- Opening Delimiter -

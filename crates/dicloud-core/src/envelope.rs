//! Envelope assembly and parsing.
//!
//! A request is built inside-out: the inner field map is AES-encrypted into
//! `encryData`, the outer JSON is signed (SHA-1 sign + MD5 checkcode), then
//! the whole outer object runs through the white-box codec and ships as
//! `{"request": "<encoded>"}`. Responses mirror the shape.

use std::collections::BTreeMap;
use std::sync::Arc;

use rand::Rng;
use serde_json::{json, Map, Value};
use tracing::trace;

use dicloud_crypto::digest::md5_hex_upper;
use dicloud_crypto::sign::{checkcode, sign, SignIdentity};
use dicloud_crypto::{aes, WhiteBoxCodec};

use crate::config::CoreConfig;
use crate::error::{CoreError, CoreResult};
use crate::session::Session;
use crate::time::{now_ms, MonotonicMillis};

/// Parsed outer response.
#[derive(Debug, Clone)]
pub struct ApiResponse {
    pub code: String,
    pub message: String,
    /// Decrypted inner payload; `None` when `respondData` was empty.
    pub respond_data: Option<Value>,
}

/// Builds signed request envelopes and parses response envelopes.
pub struct EnvelopeCodec {
    config: Arc<CoreConfig>,
    wbox: WhiteBoxCodec,
    req_clock: MonotonicMillis,
}

impl EnvelopeCodec {
    /// # Errors
    ///
    /// Fails if the embedded white-box table artifact is invalid.
    pub fn new(config: Arc<CoreConfig>) -> CoreResult<Self> {
        Ok(Self {
            config,
            wbox: WhiteBoxCodec::new()?,
            req_clock: MonotonicMillis::new(),
        })
    }

    /// 32 uppercase hex chars of fresh randomness for the inner payload.
    #[must_use]
    pub fn random_hex32() -> String {
        let bytes: [u8; 16] = rand::thread_rng().gen();
        hex::encode_upper(bytes)
    }

    /// Standard inner fields shared by every endpoint.
    #[must_use]
    pub fn inner_base(&self, now: i64) -> BTreeMap<String, String> {
        let d = &self.config.device;
        BTreeMap::from([
            ("deviceType".into(), d.device_type.clone()),
            ("imeiMD5".into(), d.imei_md5.clone()),
            ("networkType".into(), d.network_type.clone()),
            ("random".into(), Self::random_hex32()),
            ("timeStamp".into(), now.to_string()),
            ("version".into(), self.config.app_inner_version.clone()),
        ])
    }

    /// Strictly monotonic request timestamp (epoch ms).
    #[must_use]
    pub fn next_req_timestamp(&self) -> i64 {
        self.req_clock.next()
    }

    fn device_outer_fields(&self, outer: &mut Map<String, Value>) {
        let d = &self.config.device;
        outer.insert("ostype".into(), json!(d.ostype));
        outer.insert("imei".into(), json!(d.imei));
        outer.insert("mac".into(), json!(d.mac));
        outer.insert("model".into(), json!(d.model));
        outer.insert("sdk".into(), json!(d.sdk));
        outer.insert("mod".into(), json!(d.mod_name));
    }

    fn wrap(&self, outer: &Map<String, Value>) -> String {
        let outer_json = Value::Object(outer.clone()).to_string();
        let encoded = self.wbox.encode_envelope(outer_json.as_bytes());
        json!({ "request": encoded }).to_string()
    }

    /// Build a signed request for an authenticated endpoint.
    ///
    /// # Errors
    ///
    /// Fails if inner encryption fails.
    pub fn build_token_request(
        &self,
        session: &Session,
        inner: &BTreeMap<String, String>,
    ) -> CoreResult<String> {
        let cfg = &self.config;
        let req_timestamp = self.next_req_timestamp().to_string();
        let service_time = now_ms().to_string();

        let inner_json = serde_json::to_string(inner).expect("string map serializes");
        let encry_data = aes::encrypt_hex(&inner_json, &session.content_key)?;

        let identity = SignIdentity {
            country_code: &cfg.country_code,
            identifier: &session.user_id,
            imei_md5: &cfg.device.imei_md5,
            language: &cfg.language,
            req_timestamp: &req_timestamp,
        };
        let signature = sign(inner, &identity, &session.sign_key);
        let check = checkcode(
            &session.user_id,
            &cfg.device.imei_md5,
            &req_timestamp,
            &service_time,
            &session.sign_key,
        );

        let mut outer = Map::new();
        outer.insert("countryCode".into(), json!(cfg.country_code));
        outer.insert("encryData".into(), json!(encry_data));
        outer.insert("identifier".into(), json!(session.user_id));
        outer.insert("imeiMD5".into(), json!(cfg.device.imei_md5));
        outer.insert("language".into(), json!(cfg.language));
        outer.insert("reqTimestamp".into(), json!(req_timestamp));
        outer.insert("sign".into(), json!(signature));
        self.device_outer_fields(&mut outer);
        outer.insert("serviceTime".into(), json!(service_time));
        outer.insert("checkcode".into(), json!(check));

        Ok(self.wrap(&outer))
    }

    /// Build the login request. Signing and inner encryption both key off
    /// `MD5(password)` since no session exists yet.
    ///
    /// # Errors
    ///
    /// Fails if inner encryption fails.
    pub fn build_login_request(&self) -> CoreResult<String> {
        let cfg = &self.config;
        let d = &cfg.device;
        let req_timestamp = self.next_req_timestamp().to_string();
        let service_time = now_ms().to_string();
        let login_key = md5_hex_upper(&cfg.password);

        let mut inner = self.inner_base(now_ms());
        inner.insert("timeStamp".into(), req_timestamp.clone());
        inner.insert("appInnerVersion".into(), cfg.app_inner_version.clone());
        inner.insert("appVersion".into(), cfg.app_version.clone());
        inner.insert("deviceName".into(), format!("{}{}", d.mobile_brand, d.mobile_model));
        inner.insert("isAuto".into(), cfg.is_auto.clone());
        inner.insert("mobileBrand".into(), d.mobile_brand.clone());
        inner.insert("mobileModel".into(), d.mobile_model.clone());
        inner.insert("osType".into(), d.os_type.clone());
        inner.insert("osVersion".into(), d.os_version.clone());
        inner.insert("softType".into(), cfg.soft_type.clone());
        inner.insert("timeZone".into(), cfg.time_zone.clone());

        let inner_json = serde_json::to_string(&inner).expect("string map serializes");
        let encry_data = aes::encrypt_hex(&inner_json, &login_key)?;

        let mut sign_fields = inner.clone();
        sign_fields.insert("functionType".into(), "pwdLogin".into());
        sign_fields.insert("identifierType".into(), "0".into());
        let identity = SignIdentity {
            country_code: &cfg.country_code,
            identifier: &cfg.username,
            imei_md5: &d.imei_md5,
            language: &cfg.language,
            req_timestamp: &req_timestamp,
        };
        let signature = sign(&sign_fields, &identity, &login_key);
        let check = checkcode(&cfg.username, &d.imei_md5, &req_timestamp, &service_time, &login_key);

        let mut outer = Map::new();
        outer.insert("countryCode".into(), json!(cfg.country_code));
        outer.insert("encryData".into(), json!(encry_data));
        outer.insert("functionType".into(), json!("pwdLogin"));
        outer.insert("identifier".into(), json!(cfg.username));
        outer.insert("identifierType".into(), json!("0"));
        outer.insert("imeiMD5".into(), json!(d.imei_md5));
        outer.insert("isAuto".into(), json!(cfg.is_auto));
        outer.insert("language".into(), json!(cfg.language));
        outer.insert("reqTimestamp".into(), json!(req_timestamp));
        outer.insert("sign".into(), json!(signature));
        outer.insert("signKey".into(), json!(cfg.password));
        self.device_outer_fields(&mut outer);
        outer.insert("serviceTime".into(), json!(service_time));
        outer.insert("checkcode".into(), json!(check));

        Ok(self.wrap(&outer))
    }

    /// Parse a response body: unwrap, white-box decode, decrypt respondData.
    ///
    /// # Errors
    ///
    /// Protocol errors on malformed envelopes; crypto errors on cipher
    /// failures.
    pub fn parse_response(
        &self,
        body: &str,
        endpoint: &str,
        content_key: &str,
    ) -> CoreResult<ApiResponse> {
        let protocol = |detail: String| CoreError::Protocol {
            endpoint: endpoint.to_string(),
            detail,
        };

        let wrapper: Value = serde_json::from_str(body)
            .map_err(|e| protocol(format!("body is not JSON: {e}")))?;
        let encoded = wrapper
            .get("response")
            .and_then(Value::as_str)
            .filter(|s| !s.trim().is_empty())
            .ok_or_else(|| protocol("missing response field".into()))?;

        let decoded = self.wbox.decode_envelope(encoded)?;
        let text = String::from_utf8(decoded)
            .map_err(|_| protocol("envelope is not UTF-8".into()))?;
        let trimmed = text.trim();
        // Some responses arrive with a stray marker before the JSON.
        let cleaned = if trimmed.starts_with("F{") || trimmed.starts_with("F[") {
            &trimmed[1..]
        } else {
            trimmed
        };

        let outer: Value = serde_json::from_str(cleaned)
            .map_err(|e| protocol(format!("envelope is not JSON: {e}")))?;
        let code = match outer.get("code") {
            Some(Value::String(s)) => s.clone(),
            Some(Value::Number(n)) => n.to_string(),
            _ => String::new(),
        };
        let message = outer
            .get("message")
            .and_then(Value::as_str)
            .unwrap_or_default()
            .to_string();

        let respond_data = match outer.get("respondData").and_then(Value::as_str) {
            Some(hex_ct) if !hex_ct.is_empty() => {
                let plain = aes::decrypt_utf8(hex_ct, content_key)?;
                trace!(endpoint, "decrypted respondData");
                Some(
                    serde_json::from_str(&plain)
                        .map_err(|e| protocol(format!("respondData is not JSON: {e}")))?,
                )
            }
            _ => None,
        };

        Ok(ApiResponse {
            code,
            message,
            respond_data,
        })
    }
}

- Closing Delimiter -

**PROMPT:**
The answer is to be one number: the count of lines in the entries containing the string "EnvelopeCodec".

**THE ANSWER:**
2